We are using python's Azure SDK to launch Azure VMs, to kill them etc. See this code used in the method that launches azure vms:

    #Get VMs info. do it via minimum calls to speed up things
    started_on = time.time()
    while True:
        try:
            time.sleep(5)
            vm = compute_client.virtual_machines.get(self.resource_group, vm_name)
            break

Problem

Sometimes when we run this command, we get this error:

aioc.logic.connectors.azure:2017-08-17 08:39:45,709 | ERROR | Stop waiting for VM auto-acfinH-25 to finish
Traceback (most recent call last):
  File "/home/aioc/aioc/aioc/logic/connectors/azure.py", line 126, in start
    vm = compute_client.virtual_machines.get(self.resource_group, vm_name)
  File "/home/aioc/venv/lib/python3.4/site-packages/azure/mgmt/compute/compute/v2016_04_30_preview/operations/virtual_machines_operations.py", line 369, in get
    raise exp
msrestazure.azure_exceptions.CloudError: Azure Error: ResourceNotFound
Message: The Resource 'Microsoft.Compute/virtualMachines/auto-acfinH-25' under resource group 'AIOCBot' was not found.
aioc.logic.main_controller_logic:2017-08-17 08:39:45,978 | ERROR | An error occurred while checking Vm with id '599553cdc1462e3a828c66da' machine id '328'
Traceback (most recent call last):
  File "/home/aioc/aioc/aioc/logic/main_controller_logic.py", line 41, in run_vm_controller
    started_vms = vmc.start(vm.machine_type, 1)
  File "/home/aioc/aioc/aioc/logic/connectors/azure.py", line 135, in start
    vm_net_interface = network_client.network_interfaces.get(self.resource_group, vm_name)
  File "/home/aioc/venv/lib/python3.4/site-packages/azure/mgmt/network/v2017_03_01/operations/network_interfaces_operations.py", line 171, in get
    raise exp
msrestazure.azure_exceptions.CloudError: Azure Error: ResourceNotFound

Upon investigation, it turns out this is happening b/c our resources at azure have maxed out (?). The way to solve this problem is by purging the said resources by using this method:

def cleanup_all(self):
    """
    Clean up all auto-created resources
    """
    compute_client = ComputeManagementClient(self.credentials, self.subscription_id)
    network_client = NetworkManagementClient(self.credentials, self.subscription_id)
    resource_client = ResourceManagementClient(self.credentials, self.subscription_id)

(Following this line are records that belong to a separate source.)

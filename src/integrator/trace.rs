//! Per-sample trace capture for Gibbs runs.
//!
//! Sinks receive one [`SampleTrace`] per retained sample, in sample order.
//! The JSON-lines sink serializes on the sampler's thread, so a row that
//! cannot be encoded fails the run at once, and hands finished lines to a
//! writer thread over a bounded channel.

use serde::{Deserialize, Serialize};
use std::fs::File;
use std::io::{BufWriter, Write};
use std::marker::PhantomData;
use std::path::Path;
use std::sync::{mpsc, Mutex};
use std::thread::JoinHandle;

/// Lines buffered between the sampler and the writer thread before
/// `record` blocks.
const DEFAULT_BACKLOG: usize = 1024;

/// Snapshot of the chain at one retained sample.
#[derive(Debug, Clone, PartialEq, Serialize, Deserialize)]
pub struct SampleTrace {
    /// Position among retained samples, starting at 0.
    pub sample_index: usize,
    /// Sweeps run so far, burn-in included.
    pub sweep: usize,
    /// Occupied DP clusters; equals the number of domains when uncoupled.
    pub number_of_clusters: usize,
    pub mean_label_prior: f64,
    pub mean_error_rate: f64,
    /// Complete-data log-likelihood of the current labels and outputs.
    pub log_likelihood: f64,
}

#[derive(Debug, thiserror::Error)]
pub enum TraceError {
    #[error("trace file error: {0}")]
    Io(#[from] std::io::Error),
    #[error("cannot encode trace row: {0}")]
    Serde(#[from] serde_json::Error),
    #[error("trace writer is gone")]
    Closed,
    #[error("trace writer panicked: {0}")]
    Join(String),
}

pub trait SampleTraceSink: Send + Sync {
    fn record(&self, event: SampleTrace) -> Result<(), TraceError>;
}

/// Keeps every event in memory.
#[derive(Default)]
pub struct MemoryTraceSink {
    events: Mutex<Vec<SampleTrace>>,
}

impl MemoryTraceSink {
    pub fn events(&self) -> Vec<SampleTrace> {
        match self.events.lock() {
            Ok(events) => events.clone(),
            Err(poisoned) => poisoned.into_inner().clone(),
        }
    }
}

impl SampleTraceSink for MemoryTraceSink {
    fn record(&self, event: SampleTrace) -> Result<(), TraceError> {
        let mut events = self.events.lock().map_err(|_| TraceError::Closed)?;
        events.push(event);
        Ok(())
    }
}

/// Streams serializable rows to a JSON-lines file from a background thread.
///
/// Clones share the same file. The file is complete once every clone has
/// been dropped and [`TraceWorker::join`] has returned.
pub struct JsonlWriter<T> {
    lines: mpsc::SyncSender<String>,
    rows: PhantomData<fn(T)>,
}

/// Sampler trace written as JSON lines.
pub type JsonlTraceSink = JsonlWriter<SampleTrace>;

impl<T> Clone for JsonlWriter<T> {
    fn clone(&self) -> Self {
        Self {
            lines: self.lines.clone(),
            rows: PhantomData,
        }
    }
}

/// Handle on the writer thread of a [`JsonlWriter`].
pub struct TraceWorker {
    handle: JoinHandle<Result<usize, TraceError>>,
}

impl TraceWorker {
    /// Wait until every queued line is on disk and return how many were
    /// written. Blocks while any writer clone is still alive.
    pub fn join(self) -> Result<usize, TraceError> {
        self.handle
            .join()
            .map_err(|panic| TraceError::Join(panic_message(panic.as_ref())))?
    }
}

fn panic_message(panic: &(dyn std::any::Any + Send)) -> String {
    if let Some(message) = panic.downcast_ref::<&str>() {
        message.to_string()
    } else if let Some(message) = panic.downcast_ref::<String>() {
        message.clone()
    } else {
        "unknown panic".to_string()
    }
}

impl<T: Serialize> JsonlWriter<T> {
    pub fn new(path: impl AsRef<Path>) -> Result<(Self, TraceWorker), TraceError> {
        Self::with_backlog(path, DEFAULT_BACKLOG)
    }

    /// Like [`JsonlWriter::new`], with at most `backlog` lines queued ahead
    /// of the writer thread.
    pub fn with_backlog(
        path: impl AsRef<Path>,
        backlog: usize,
    ) -> Result<(Self, TraceWorker), TraceError> {
        let file = File::create(path)?;
        let (lines, queue) = mpsc::sync_channel(backlog.max(1));
        let handle = std::thread::spawn(move || drain_lines(file, queue));
        let writer = Self {
            lines,
            rows: PhantomData,
        };
        Ok((writer, TraceWorker { handle }))
    }

    pub fn write(&self, row: &T) -> Result<(), TraceError> {
        let line = serde_json::to_string(row)?;
        self.lines.send(line).map_err(|_| TraceError::Closed)
    }
}

impl SampleTraceSink for JsonlWriter<SampleTrace> {
    fn record(&self, event: SampleTrace) -> Result<(), TraceError> {
        self.write(&event)
    }
}

fn drain_lines(file: File, queue: mpsc::Receiver<String>) -> Result<usize, TraceError> {
    let mut out = BufWriter::new(file);
    let mut written = 0;
    for line in queue {
        out.write_all(line.as_bytes())?;
        out.write_all(b"\n")?;
        written += 1;
    }
    out.flush()?;
    Ok(written)
}
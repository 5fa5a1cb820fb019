//! Chinese-restaurant-process bookkeeping for the Dirichlet-process prior.
//!
//! Cluster ids live in `0..capacity`. A cluster is either occupied (one or
//! more members) or free; the lowest free id is offered as the "new cluster"
//! candidate. Ordered sets keep candidate enumeration deterministic.

use std::collections::BTreeSet;

#[derive(Debug, Clone)]
pub struct DirichletProcess {
    alpha: f64,
    member_counts: Vec<usize>,
    free: BTreeSet<usize>,
    occupied: BTreeSet<usize>,
    candidate_ids: Vec<usize>,
    candidate_weights: Vec<f64>,
    new_candidate: Option<usize>,
}

impl DirichletProcess {
    /// `capacity` bounds the number of simultaneously occupied clusters.
    pub fn new(alpha: f64, capacity: usize) -> Self {
        Self {
            alpha,
            member_counts: vec![0; capacity],
            free: (0..capacity).collect(),
            occupied: BTreeSet::new(),
            candidate_ids: Vec::with_capacity(capacity),
            candidate_weights: Vec::with_capacity(capacity),
            new_candidate: None,
        }
    }

    pub fn alpha(&self) -> f64 {
        self.alpha
    }

    pub fn add_member_to_cluster(&mut self, cluster: usize) {
        self.member_counts[cluster] += 1;
        if self.member_counts[cluster] == 1 {
            self.free.remove(&cluster);
            self.occupied.insert(cluster);
        }
    }

    pub fn remove_member_from_cluster(&mut self, cluster: usize) {
        assert!(
            self.member_counts[cluster] > 0,
            "removing member from empty cluster {cluster}"
        );
        self.member_counts[cluster] -= 1;
        if self.member_counts[cluster] == 0 {
            self.occupied.remove(&cluster);
            self.free.insert(cluster);
        }
    }

    /// Number of occupied clusters.
    pub fn number_of_clusters(&self) -> usize {
        self.occupied.len()
    }

    pub fn members(&self, cluster: usize) -> usize {
        self.member_counts[cluster]
    }

    pub fn occupied_clusters(&self) -> impl Iterator<Item = usize> + '_ {
        self.occupied.iter().copied()
    }

    /// Populate the candidate list for the next draw and return its length:
    /// one entry per occupied cluster (weight = member count) followed by a
    /// single new-cluster entry (weight = alpha) when a free id exists.
    ///
    /// Call after removing the member being resampled.
    pub fn compute_clusters_distribution(&mut self) -> usize {
        self.candidate_ids.clear();
        self.candidate_weights.clear();
        for &cluster in &self.occupied {
            self.candidate_ids.push(cluster);
            self.candidate_weights.push(self.member_counts[cluster] as f64);
        }
        self.new_candidate = self.free.iter().next().copied();
        if let Some(cluster) = self.new_candidate {
            self.candidate_ids.push(cluster);
            self.candidate_weights.push(self.alpha);
        }
        self.candidate_ids.len()
    }

    pub fn cluster_unnormalized_probability(&self, index: usize) -> f64 {
        self.candidate_weights[index]
    }

    pub fn cluster_id(&self, index: usize) -> usize {
        self.candidate_ids[index]
    }

    /// Whether candidate `index` is the new-cluster entry.
    pub fn is_new_cluster(&self, index: usize) -> bool {
        self.new_candidate.is_some() && index + 1 == self.candidate_ids.len()
    }
}

#[cfg(test)]
mod tests {
    use super::*;

    #[test]
    fn add_and_remove_track_occupancy() {
        let mut dp = DirichletProcess::new(0.5, 3);
        dp.add_member_to_cluster(1);
        dp.add_member_to_cluster(1);
        dp.add_member_to_cluster(2);
        assert_eq!(dp.number_of_clusters(), 2);
        assert_eq!(dp.members(1), 2);

        dp.remove_member_from_cluster(2);
        assert_eq!(dp.number_of_clusters(), 1);
        assert_eq!(dp.occupied_clusters().collect::<Vec<_>>(), vec![1]);
    }

    #[test]
    fn distribution_lists_occupied_then_new() {
        let mut dp = DirichletProcess::new(0.5, 4);
        dp.add_member_to_cluster(2);
        dp.add_member_to_cluster(2);
        dp.add_member_to_cluster(3);

        let n = dp.compute_clusters_distribution();
        assert_eq!(n, 3);
        assert_eq!(dp.cluster_id(0), 2);
        assert_eq!(dp.cluster_unnormalized_probability(0), 2.0);
        assert_eq!(dp.cluster_id(1), 3);
        assert_eq!(dp.cluster_unnormalized_probability(1), 1.0);
        // Lowest free id is offered as the new cluster.
        assert_eq!(dp.cluster_id(2), 0);
        assert_eq!(dp.cluster_unnormalized_probability(2), 0.5);
        assert!(dp.is_new_cluster(2));
        assert!(!dp.is_new_cluster(1));
    }

    #[test]
    fn freed_cluster_is_reused_as_new_candidate() {
        let mut dp = DirichletProcess::new(1.0, 2);
        dp.add_member_to_cluster(0);
        dp.add_member_to_cluster(1);
        assert_eq!(dp.compute_clusters_distribution(), 2);
        assert!(!dp.is_new_cluster(1));

        dp.remove_member_from_cluster(0);
        assert_eq!(dp.compute_clusters_distribution(), 2);
        assert_eq!(dp.cluster_id(0), 1);
        assert_eq!(dp.cluster_id(1), 0);
        assert!(dp.is_new_cluster(1));
    }

    #[test]
    fn single_member_removed_leaves_only_new_candidate() {
        let mut dp = DirichletProcess::new(3.0, 1);
        dp.add_member_to_cluster(0);
        dp.remove_member_from_cluster(0);
        assert_eq!(dp.compute_clusters_distribution(), 1);
        assert!(dp.is_new_cluster(0));
        assert_eq!(dp.cluster_unnormalized_probability(0), 3.0);
    }

    #[test]
    #[should_panic(expected = "empty cluster 0")]
    fn removing_from_empty_cluster_panics() {
        let mut dp = DirichletProcess::new(1.0, 2);
        dp.remove_member_from_cluster(0);
    }
}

    l = resource_client.resources.list()
    for r in [r for r in l if r.name.startswith('auto-')]:
        try:
            if 'publicIPAddresses' in r.type:
                rs = network_client.public_ip_addresses.delete(self.resource_group, r.name)
                rs.wait()
            elif 'Microsoft.Network' in r.type: 
                rs = network_client.network_interfaces.delete(self.resource_group, r.name)
                rs.wait()
            elif 'Microsoft.Compute/virtualMachines' in r.type:
                rs = compute_client.virtual_machines.delete(self.resource_group, r.name)
                rs.wait()
        except:
            log.warn("Failed to stop resource: %s with type: %s", r.name, r.type, exc_info=1)

Which is all awesome. However, for business reasons we cannot simply - create a cron job that runs this commands on a regular interval - cannot run it in any automated fashion b/c it affects many different environments at once (ie prod/demo/stage/dev) which is too big a side affect to be fathomable.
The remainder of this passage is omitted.